While age can prove to be a disadvantage, experience of challenging for the Gold Cup has increasingly paid off in recent years. Three of the last five winners were on the podium in the previous year, compared with none of the eight before that.

All three returned to Cheltenham with the same jockey-trainer combination, including A Plus Tard – winner in 2022 and runner-up in 2021 – who was ridden on both occasions by Rachael Blackmore and trained by Henry De Bromhead.

Both rank as the most successful among their active peers. Blackmore has run the Gold Cup three times and only failed to place once, when she finished fourth on outside bet Monalee in 2020, while De Bromhead has seen four of his eight entries make the podium.

Among jockeys, only Robbie Power, Bryan Cooper and Nico de Boinville have run three or more times and placed on at least half of those occasions. Like Blackmore, all three have a solitary victory to their name, with Power winning in 2017 aboard Sizing John, Cooper in 2016 on Don Cossack and De Boinville in 2015 on Coneygree.

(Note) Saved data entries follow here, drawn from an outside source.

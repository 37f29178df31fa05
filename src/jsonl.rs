use std::fs::File;
use std::io::{BufRead, BufReader, BufWriter, Write};
use std::path::{Path, PathBuf};

use anyhow::{Context, Result};
use chrono::{DateTime, Utc};
use serde::de::DeserializeOwned;
use serde::{Deserialize, Serialize};
use tracing::warn;

use crate::parser::extract::date::parse_fuzzy_date;
use crate::parser::extract::tags::dedup_ordered;
use crate::parser::extract::title::title_from_url;
use crate::parser::{ExtractedRecord, UNKNOWN_AUTHOR};

/// Read one JSON value per line. Blank lines are ignored; lines that fail to
/// parse are logged and counted, never fatal.
pub fn read_jsonl<T: DeserializeOwned>(path: &Path, limit: Option<usize>) -> Result<(Vec<T>, usize)> {
    let file = File::open(path).with_context(|| format!("Failed to open {:?}", path))?;
    let mut items = Vec::new();
    let mut malformed = 0;

    for (i, line) in BufReader::new(file).lines().enumerate() {
        if limit.is_some_and(|n| items.len() >= n) {
            break;
        }
        let line = line.with_context(|| format!("Failed to read {:?}", path))?;
        if line.trim().is_empty() {
            continue;
        }
        match serde_json::from_str(&line) {
            Ok(item) => items.push(item),
            Err(e) => {
                warn!(line = i + 1, error = %e, "Skipping malformed line");
                malformed += 1;
            }
        }
    }
    Ok((items, malformed))
}

pub fn write_jsonl<T: Serialize>(path: &Path, items: &[T]) -> Result<usize> {
    if let Some(dir) = path.parent().filter(|d| !d.as_os_str().is_empty()) {
        std::fs::create_dir_all(dir).with_context(|| format!("Failed to create {:?}", dir))?;
    }
    let file = File::create(path).with_context(|| format!("Failed to create {:?}", path))?;
    let mut out = BufWriter::new(file);
    for item in items {
        serde_json::to_writer(&mut out, item)?;
        out.write_all(b"\n")?;
    }
    out.flush()?;
    Ok(items.len())
}

/// `path` itself, or every `*.jsonl` file directly inside it when it is a
/// directory, sorted by name.
pub fn input_files(path: &Path) -> Result<Vec<PathBuf>> {
    if !path.is_dir() {
        return Ok(vec![path.to_path_buf()]);
    }
    let mut files = Vec::new();
    for entry in std::fs::read_dir(path).with_context(|| format!("Failed to list {:?}", path))? {
        let file = entry?.path();
        if file.is_file() && file.extension().is_some_and(|ext| ext == "jsonl") {
            files.push(file);
        }
    }
    files.sort();
    Ok(files)
}

/// Copy `file` into `dir` under the same name before it is consumed.
pub fn backup(file: &Path, dir: &Path) -> Result<PathBuf> {
    std::fs::create_dir_all(dir).with_context(|| format!("Failed to create {:?}", dir))?;
    let name = file
        .file_name()
        .with_context(|| format!("No file name in {:?}", file))?;
    let target = dir.join(name);
    std::fs::copy(file, &target).with_context(|| format!("Failed to back up {:?}", file))?;
    Ok(target)
}

pub fn default_export_path(dir: &Path, now: DateTime<Utc>) -> PathBuf {
    dir.join(format!("stories_{}.jsonl", now.format("%Y%m%d_%H%M%S")))
}

/// A story extracted by an earlier run, as found in old JSONL exports.
#[derive(Debug, Clone, Deserialize)]
pub struct StoredStory {
    pub url: String,
    #[serde(default)]
    pub title: String,
    #[serde(default)]
    pub author: String,
    #[serde(default)]
    pub content: String,
    #[serde(default)]
    pub publication_date: Option<String>,
    #[serde(default)]
    pub tags: Vec<String>,
}

impl StoredStory {
    /// Fill gaps the way extraction would. `None` when there is no URL to key on.
    pub fn into_extracted(self) -> Option<ExtractedRecord> {
        let url = self.url.trim().to_string();
        if url.is_empty() {
            return None;
        }
        let title = match self.title.trim() {
            "" => title_from_url(&url),
            t => t.to_string(),
        };
        let author = match self.author.trim() {
            "" => UNKNOWN_AUTHOR.to_string(),
            a => a.to_string(),
        };
        Some(ExtractedRecord {
            title,
            author,
            publication_date: self.publication_date.as_deref().and_then(parse_fuzzy_date),
            tags: dedup_ordered(self.tags),
            body: self.content,
            url,
        })
    }
}

#[cfg(test)]
mod tests {
    use super::*;
    use chrono::{NaiveDate, TimeZone};

    fn temp_path(name: &str) -> PathBuf {
        std::env::temp_dir().join(format!("story_harvest_{}_{}.jsonl", name, std::process::id()))
    }

    #[test]
    fn malformed_lines_are_counted_and_skipped() {
        let path = temp_path("malformed");
        std::fs::write(
            &path,
            "{\"url\":\"a\"}\nnot json\n\n{\"url\":\"b\",\"title\":\"B\"}\n{\"title\":\"no url\"}\n",
        )
        .unwrap();
        let (items, malformed) = read_jsonl::<StoredStory>(&path, None).unwrap();
        std::fs::remove_file(&path).ok();
        assert_eq!(items.len(), 2);
        assert_eq!(malformed, 2);
        assert_eq!(items[1].title, "B");
    }

    #[test]
    fn limit_stops_reading() {
        let path = temp_path("limit");
        std::fs::write(&path, "{\"url\":\"a\"}\n{\"url\":\"b\"}\n{\"url\":\"c\"}\n").unwrap();
        let (items, _) = read_jsonl::<StoredStory>(&path, Some(2)).unwrap();
        std::fs::remove_file(&path).ok();
        assert_eq!(items.len(), 2);
    }

    #[test]
    fn write_then_read_back() {
        let path = temp_path("write");
        let rows = vec![serde_json::json!({"url": "a"}), serde_json::json!({"url": "b"})];
        assert_eq!(write_jsonl(&path, &rows).unwrap(), 2);
        let (items, malformed) = read_jsonl::<serde_json::Value>(&path, None).unwrap();
        std::fs::remove_file(&path).ok();
        assert_eq!(items, rows);
        assert_eq!(malformed, 0);
    }

    #[test]
    fn stored_story_gaps_are_filled() {
        let story: StoredStory = serde_json::from_str(
            r#"{"url":" https://x.org/wiki/Candle_Cove ","content":"Text.","publication_date":"2011-03-04","tags":["A","A"," B "]}"#,
        )
        .unwrap();
        let rec = story.into_extracted().unwrap();
        assert_eq!(rec.url, "https://x.org/wiki/Candle_Cove");
        assert_eq!(rec.title, "Candle Cove");
        assert_eq!(rec.author, UNKNOWN_AUTHOR);
        assert_eq!(rec.publication_date, NaiveDate::from_ymd_opt(2011, 3, 4));
        assert_eq!(rec.tags, vec!["A", "B"]);

        let blank: StoredStory = serde_json::from_str(r#"{"url":""}"#).unwrap();
        assert!(blank.into_extracted().is_none());
    }

    #[test]
    fn directory_input_lists_jsonl_files_and_backs_them_up() {
        let dir = std::env::temp_dir().join(format!("story_harvest_inputs_{}", std::process::id()));
        std::fs::create_dir_all(&dir).unwrap();
        std::fs::write(dir.join("b.jsonl"), "{\"url\":\"b\"}\n").unwrap();
        std::fs::write(dir.join("a.jsonl"), "{\"url\":\"a\"}\n").unwrap();
        std::fs::write(dir.join("notes.txt"), "skip me").unwrap();

        let files = input_files(&dir).unwrap();
        assert_eq!(files, vec![dir.join("a.jsonl"), dir.join("b.jsonl")]);
        assert_eq!(input_files(&dir.join("a.jsonl")).unwrap(), vec![dir.join("a.jsonl")]);

        let saved = backup(&files[0], &dir.join("backup")).unwrap();
        assert_eq!(std::fs::read_to_string(&saved).unwrap(), "{\"url\":\"a\"}\n");
        std::fs::remove_dir_all(&dir).ok();
    }

    #[test]
    fn export_name_is_timestamped() {
        let now = Utc.with_ymd_and_hms(2024, 5, 1, 13, 2, 3).unwrap();
        assert_eq!(
            default_export_path(Path::new("exports"), now),
            PathBuf::from("exports/stories_20240501_130203.jsonl")
        );
    }
}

Among trainers, De Bromhead has the edge over more experienced rivals such as Nicky Henderson, Willie Mullins and Paul Nicholls. His two entries in 2021 and 2022 – A Plus Tard and Minella Indo – finished first and second on both occasions, with the former trailing the latter two years ago before gaining revenge the following year.

Will we see recent Irish success continue?

De Bromhead’s twin successes maintained a recent run of dominance by Irish-trained horses. Seven of the last 10 winners have come from an Irish stable, compared with three out of 10 in the previous decade.

Similarly, the majority of horses that placed between 2013 and 2022 were schooled across the Irish Sea, whereas British-based thoroughbreds dominated the podium in the 10 years beforehand.

Irish trainers managed to lock out the front three in 2016 and 2021 – a feat last achieved by British trainers in 2011, when Nicky Henderson’s Long Run beat Paul Nicholls’ former winners Denman and Kauto Star to first prize.

How much does form matter?

Cheltenham Gold Cup glory is reserved for the very best that the sport has to offer, with only two of the past 20 victors having failed to win a race in the previous 12 months.

Imperial Commander and Lord Windermere bucked the trend in 2010 and 2014 respectively, although the former was a veteran of nine outings at Cheltenham before winning the big one and the latter had won the Broadway Novices’ Chase on the old course in the previous year.

Looking at this year’s form guide, heavy favourite Galopin Des Champs is coming off a win in the Irish Gold Cup at Leopardstown, while defending champion A Plus Tard could be undercooked having pulled up at Haydock in his only outing since last year’s victory.

Protektorat – owned by former Manchester United manager Sir Alex Ferguson – won that race and is tipped to do well, as is Noble Yeats who crossed first in December’s Many Clouds Chase at Aintree.